Risk : an expression of the probability that an event or action may adversely affect the organization.
Risk assessment : the identification and analysis of relevant risks associated with achieving the objectives of the organization.
Risk management : the systematic approach to assessing and acting on risk, to ensure that organizational objectives are achieved.
Internal (risk) controls : the process designed to mitigate risks and provide reasonable assurance regarding the achievement of objectives.
Inherent risk : the uncertainty or exposures that exist assuming no controls are in place.
Residual risk : the risk remaining after management takes action to reduce the impact and likelihood of an adverse event.
Operational risk : the risk that the entity will not meet its operational goals and objectives.

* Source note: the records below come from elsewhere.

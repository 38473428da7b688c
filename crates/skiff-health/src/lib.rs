//! Heartbeat service and node liveness state machine.
//!
//! Promotion happens only on heartbeat receipt; the periodic sweeper only
//! demotes. That split keeps a sweeper-vs-receiver race from flapping a
//! node's status: the worst interleaving is a demotion that the very next
//! heartbeat overturns.
//!
//! States: offline → online/degraded (heartbeat) → unknown (missed) →
//! offline (dead). A heartbeat with `forwarder_alive = false` lands the
//! node in `degraded` rather than `online`.

#![forbid(unsafe_code)]

use chrono::{DateTime, Duration, Utc};
use std::collections::HashMap;
use std::sync::Arc;
use tokio::sync::Mutex;
use tracing::{debug, info, warn};

use skiff_proto::{HeartbeatRequest, NodeStatus};
use skiff_store::{StatusCounts, Store, StoreError};

// ─── Errors ───────────────────────────────────────────────────────────────────

#[derive(Debug, thiserror::Error)]
pub enum HealthError {
    #[error("node '{0}' not found")]
    NodeMissing(String),

    #[error(transparent)]
    Store(#[from] StoreError),
}

pub type Result<T> = std::result::Result<T, HealthError>;

// ─── Thresholds ───────────────────────────────────────────────────────────────

/// Tunable liveness thresholds. `miss` defaults to 3× the heartbeat
/// interval, `dead` to 10×.
#[derive(Debug, Clone, Copy)]
pub struct LivenessThresholds {
    pub heartbeat_interval: Duration,
    pub miss: Duration,
    pub dead: Duration,
}

impl LivenessThresholds {
    pub fn from_heartbeat_interval(interval: Duration) -> Self {
        Self {
            heartbeat_interval: interval,
            miss: interval * 3,
            dead: interval * 10,
        }
    }

    /// The sweeper must run at least twice per miss window.
    pub fn sweep_period(&self) -> std::time::Duration {
        (self.miss / 2).to_std().unwrap_or(std::time::Duration::from_secs(45))
    }
}

impl Default for LivenessThresholds {
    fn default() -> Self {
        Self::from_heartbeat_interval(Duration::seconds(30))
    }
}

// ─── Pure transitions ─────────────────────────────────────────────────────────

/// Status a valid heartbeat lands the node in, regardless of prior state.
pub fn status_on_heartbeat(forwarder_alive: bool) -> NodeStatus {
    if forwarder_alive {
        NodeStatus::Online
    } else {
        NodeStatus::Degraded
    }
}

/// Demotion the sweeper applies, if any. Never promotes.
pub fn sweep_transition(
    current: NodeStatus,
    last_heartbeat_at: Option<DateTime<Utc>>,
    now: DateTime<Utc>,
    thresholds: &LivenessThresholds,
) -> Option<NodeStatus> {
    let Some(last) = last_heartbeat_at else {
        // Never heard from: online/degraded without a heartbeat timestamp is
        // an impossible record; normalize it downwards.
        return match current {
            NodeStatus::Online | NodeStatus::Degraded => Some(NodeStatus::Unknown),
            NodeStatus::Unknown => Some(NodeStatus::Offline),
            NodeStatus::Offline => None,
        };
    };

    let elapsed = now - last;
    match current {
        NodeStatus::Online | NodeStatus::Degraded if elapsed > thresholds.miss => {
            Some(NodeStatus::Unknown)
        }
        NodeStatus::Unknown if elapsed > thresholds.dead => Some(NodeStatus::Offline),
        _ => None,
    }
}

// ─── Outcomes ─────────────────────────────────────────────────────────────────

#[derive(Debug, Clone)]
pub struct ProcessedHeartbeat {
    pub status: NodeStatus,
    pub received_at: DateTime<Utc>,
}

#[derive(Debug, Clone, Copy, Default, PartialEq, Eq)]
pub struct SweepOutcome {
    pub checked: u32,
    pub to_unknown: u32,
    pub to_offline: u32,
}

// ─── Service ──────────────────────────────────────────────────────────────────

/// Ingests heartbeats and drives status transitions. Heartbeat processing
/// for one node is serialized by a per-node mutex.
pub struct HeartbeatService {
    store: Store,
    thresholds: LivenessThresholds,
    locks: Mutex<HashMap<String, Arc<Mutex<()>>>>,
}

impl HeartbeatService {
    pub fn new(store: Store, thresholds: LivenessThresholds) -> Self {
        Self {
            store,
            thresholds,
            locks: Mutex::new(HashMap::new()),
        }
    }

    pub fn thresholds(&self) -> &LivenessThresholds {
        &self.thresholds
    }

    async fn node_lock(&self, node_id: &str) -> Arc<Mutex<()>> {
        let mut locks = self.locks.lock().await;
        locks
            .entry(node_id.to_string())
            .or_insert_with(|| Arc::new(Mutex::new(())))
            .clone()
    }

    /// Process one authenticated heartbeat: persist the health sample,
    /// stamp `last_heartbeat_at`, and compute the status transition.
    pub async fn process(
        &self,
        node_id: &str,
        heartbeat: &HeartbeatRequest,
    ) -> Result<ProcessedHeartbeat> {
        let lock = self.node_lock(node_id).await;
        let _guard = lock.lock().await;

        let Some(node) = self.store.get_node(node_id).await? else {
            return Err(HealthError::NodeMissing(node_id.to_string()));
        };

        let now = Utc::now();
        let m = &heartbeat.metrics;
        self.store
            .insert_health_sample(
                node_id,
                now,
                m.cpu_pct,
                m.mem_pct,
                m.disk_pct,
                m.active_conns,
                m.up_delta_bytes as i64,
                m.down_delta_bytes as i64,
                m.forwarder_alive,
            )
            .await?;

        let status = status_on_heartbeat(m.forwarder_alive);
        self.store.record_heartbeat(node_id, status, now).await?;

        if node.status != status {
            info!(node = %node_id, from = %node.status, to = %status, "node status transition");
        }
        if heartbeat.binary_missing {
            warn!(node = %node_id, "agent reports forwarder binary missing");
        }

        Ok(ProcessedHeartbeat {
            status,
            received_at: now,
        })
    }

    /// One demotion pass over the fleet.
    pub async fn sweep_once(&self) -> Result<SweepOutcome> {
        let now = Utc::now();
        let mut outcome = SweepOutcome::default();

        for node in self.store.list_nodes().await? {
            outcome.checked += 1;
            let Some(next) =
                sweep_transition(node.status, node.last_heartbeat_at, now, &self.thresholds)
            else {
                continue;
            };
            // Demote under the same per-node lock heartbeats take, so a
            // concurrent heartbeat cannot interleave with this write.
            let lock = self.node_lock(&node.id).await;
            let _guard = lock.lock().await;
            let Some(current) = self.store.get_node(&node.id).await? else {
                continue;
            };
            if sweep_transition(current.status, current.last_heartbeat_at, now, &self.thresholds)
                != Some(next)
            {
                continue; // a heartbeat landed in between
            }
            self.store.set_status(&node.id, next).await?;
            match next {
                NodeStatus::Unknown => outcome.to_unknown += 1,
                NodeStatus::Offline => outcome.to_offline += 1,
                _ => {}
            }
            info!(node = %node.id, from = %current.status, to = %next, "sweeper demoted node");
        }

        debug!(
            checked = outcome.checked,
            to_unknown = outcome.to_unknown,
            to_offline = outcome.to_offline,
            "liveness sweep complete"
        );
        Ok(outcome)
    }

    /// Periodic sweep loop; exits when the shutdown signal flips.
    pub async fn run_sweeper(self: Arc<Self>, mut shutdown: tokio::sync::watch::Receiver<bool>) {
        let mut ticker = tokio::time::interval(self.thresholds.sweep_period());
        loop {
            tokio::select! {
                _ = ticker.tick() => {
                    if let Err(e) = self.sweep_once().await {
                        warn!(error = %e, "liveness sweep failed");
                    }
                }
                _ = shutdown.changed() => {
                    if *shutdown.borrow() {
                        debug!("liveness sweeper stopping");
                        return;
                    }
                }
            }
        }
    }

    /// Fleet aggregate under one consistent read.
    pub async fn cluster_summary(&self) -> Result<StatusCounts> {
        Ok(self.store.status_counts().await?)
    }
}
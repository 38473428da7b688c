//! Agent-facing endpoints, authenticated by node token.

use axum::Json;
use axum::extract::{FromRequestParts, State};
use axum::http::{HeaderMap, StatusCode, header, request::Parts};
use axum::response::{IntoResponse, Response};
use chrono::Utc;
use tracing::{debug, info, warn};

use skiff_proto::{
    CommandEnvelope, CommandReport, ConfigDocument, Envelope, ErrorCode, HeartbeatRequest,
    HeartbeatResponse, NODE_TOKEN_HEADER, RegisterRequest, RegisterResponse, TrafficAck,
    TrafficBatch,
};
use skiff_render::RenderError;

use crate::AppState;
use crate::error::{ApiFailure, ApiResult};

// ─── Node auth extractor ──────────────────────────────────────────────────────

/// Authenticated agent identity, resolved from `X-Node-Token` (or a bearer
/// Authorization header) through the token authority.
pub struct NodeAuth {
    pub node_id: String,
}

impl FromRequestParts<AppState> for NodeAuth {
    type Rejection = ApiFailure;

    async fn from_request_parts(
        parts: &mut Parts,
        state: &AppState,
    ) -> Result<Self, Self::Rejection> {
        let presented = token_from_headers(&parts.headers)
            .ok_or_else(|| ApiFailure::new(ErrorCode::TokenInvalid, "missing node token"))?;
        let node_id = state.tokens.validate(&presented).await?;
        Ok(Self { node_id })
    }
}

fn token_from_headers(headers: &HeaderMap) -> Option<String> {
    if let Some(value) = headers.get(NODE_TOKEN_HEADER) {
        return value.to_str().ok().map(str::to_string);
    }
    headers
        .get(header::AUTHORIZATION)
        .and_then(|v| v.to_str().ok())
        .and_then(|v| v.strip_prefix("Bearer "))
        .map(str::to_string)
}

// ─── POST /node/register ──────────────────────────────────────────────────────

pub async fn register(
    State(state): State<AppState>,
    Json(request): Json<RegisterRequest>,
) -> ApiResult<Json<Envelope<RegisterResponse>>> {
    let node_id = state.tokens.validate(&request.token).await?;
    info!(
        node = %node_id,
        agent_version = %request.agent_version,
        hostname = %request.hostname,
        os = %request.os,
        arch = %request.arch,
        "agent registered"
    );
    Ok(Json(Envelope::ok(RegisterResponse {
        node_id,
        server_time: Utc::now(),
    })))
}

// ─── POST /node/heartbeat ─────────────────────────────────────────────────────

pub async fn heartbeat(
    State(state): State<AppState>,
    auth: NodeAuth,
    Json(request): Json<HeartbeatRequest>,
) -> ApiResult<Json<Envelope<HeartbeatResponse>>> {
    let processed = state.health.process(&auth.node_id, &request).await?;

    // The authoritative fingerprint: absent when the node's inputs do not
    // currently render (e.g. a port conflict) — the agent keeps whatever it
    // has applied.
    let fingerprint = match state.renderer.render(&auth.node_id).await {
        Ok(rendered) => Some(rendered.fingerprint),
        Err(RenderError::Store(e)) => return Err(e.into()),
        Err(e) => {
            warn!(node = %auth.node_id, error = %e, "config not renderable; heartbeat carries no fingerprint");
            None
        }
    };

    if let Some(apply_error) = &request.last_apply_error {
        warn!(node = %auth.node_id, error = %apply_error, "agent reported apply failure");
    }

    let commands: Vec<CommandEnvelope> = state
        .store
        .take_queued_commands(&auth.node_id, processed.received_at)
        .await?
        .into_iter()
        .map(|c| CommandEnvelope {
            id: c.id,
            kind: c.kind,
            issued_at: c.queued_at,
            timeout_secs: c.timeout_secs as u64,
        })
        .collect();
    if !commands.is_empty() {
        debug!(node = %auth.node_id, count = commands.len(), "delivering commands on heartbeat");
    }

    Ok(Json(Envelope::ok(HeartbeatResponse {
        server_time: processed.received_at,
        status: processed.status,
        fingerprint,
        commands,
    })))
}

// ─── GET /node/config ─────────────────────────────────────────────────────────

pub async fn fetch_config(
    State(state): State<AppState>,
    auth: NodeAuth,
    headers: HeaderMap,
) -> ApiResult<Response> {
    let rendered = state.renderer.render(&auth.node_id).await?;

    let presented = headers
        .get(header::IF_NONE_MATCH)
        .and_then(|v| v.to_str().ok())
        .map(|v| v.trim_matches('"'));
    if presented == Some(rendered.fingerprint.as_str()) {
        debug!(node = %auth.node_id, fingerprint = %rendered.fingerprint, "config unchanged");
        return Ok(StatusCode::NOT_MODIFIED.into_response());
    }

    info!(node = %auth.node_id, fingerprint = %rendered.fingerprint, "config delivered");
    Ok(Json(Envelope::ok(ConfigDocument {
        fingerprint: rendered.fingerprint,
        rendered_at: rendered.rendered_at,
        config: rendered.config,
    }))
    .into_response())
}

// ─── POST /node/traffic ───────────────────────────────────────────────────────

pub async fn submit_traffic(
    State(state): State<AppState>,
    auth: NodeAuth,
    Json(batch): Json<TrafficBatch>,
) -> ApiResult<Json<Envelope<TrafficAck>>> {
    let outcome = state.traffic.ingest(&auth.node_id, &batch).await?;
    Ok(Json(Envelope::ok(TrafficAck {
        accepted: outcome.accepted,
        duplicate: outcome.duplicate,
    })))
}

// ─── POST /node/command/result ────────────────────────────────────────────────

pub async fn command_result(
    State(state): State<AppState>,
    auth: NodeAuth,
    Json(report): Json<CommandReport>,
) -> ApiResult<Json<Envelope<serde_json::Value>>> {
    let Some(command) = state.store.get_command(&report.command_id).await? else {
        return Err(ApiFailure::new(
            ErrorCode::InvalidRequest,
            format!("unknown command '{}'", report.command_id),
        ));
    };
    if command.node_id != auth.node_id {
        return Err(ApiFailure::new(
            ErrorCode::InvalidRequest,
            "command belongs to a different node",
        ));
    }

    let recorded = state
        .store
        .complete_command(
            &report.command_id,
            report.success,
            report.output.map(|v| v.to_string()),
            report.error,
            Utc::now(),
        )
        .await?;
    if !recorded {
        // Late result after requeue/expiry; harmless, but worth the trace.
        debug!(command = %report.command_id, "result arrived for a non-delivered command");
    }
    info!(
        node = %auth.node_id,
        command = %report.command_id,
        success = report.success,
        duration_ms = report.duration_ms,
        "command result recorded"
    );
    Ok(Json(Envelope::ok(serde_json::json!({ "recorded": recorded }))))
}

Financial risk : the risk that deficiencies in controls of expenditure, or funding problems, will adversely affect the entity's goals and objectives.
Reputational or image risk : the risk that an action or inaction by the entity will impair the organization's ability to reach its goals and objectives.
Physical or security risk : the risks associated with the safety and security of the organization's personnel and facilities.
Risk Map : the visual representation of risks for a given entity, which have been identified through a risk assessment exercise, in a way that easily allows priority-ranking them.
Risk Profile : A description of the characteristics of a risks, mapping the change in the likelihood and impact of the risk to which an organization has exposure.
Control (risk) self-assessment : A class of techniques used to assess risk and control strength and weaknesses against a Control Framework. The "self" assessment refers to the involvement of management and staff in the assessment process, often facilitated by internal auditors.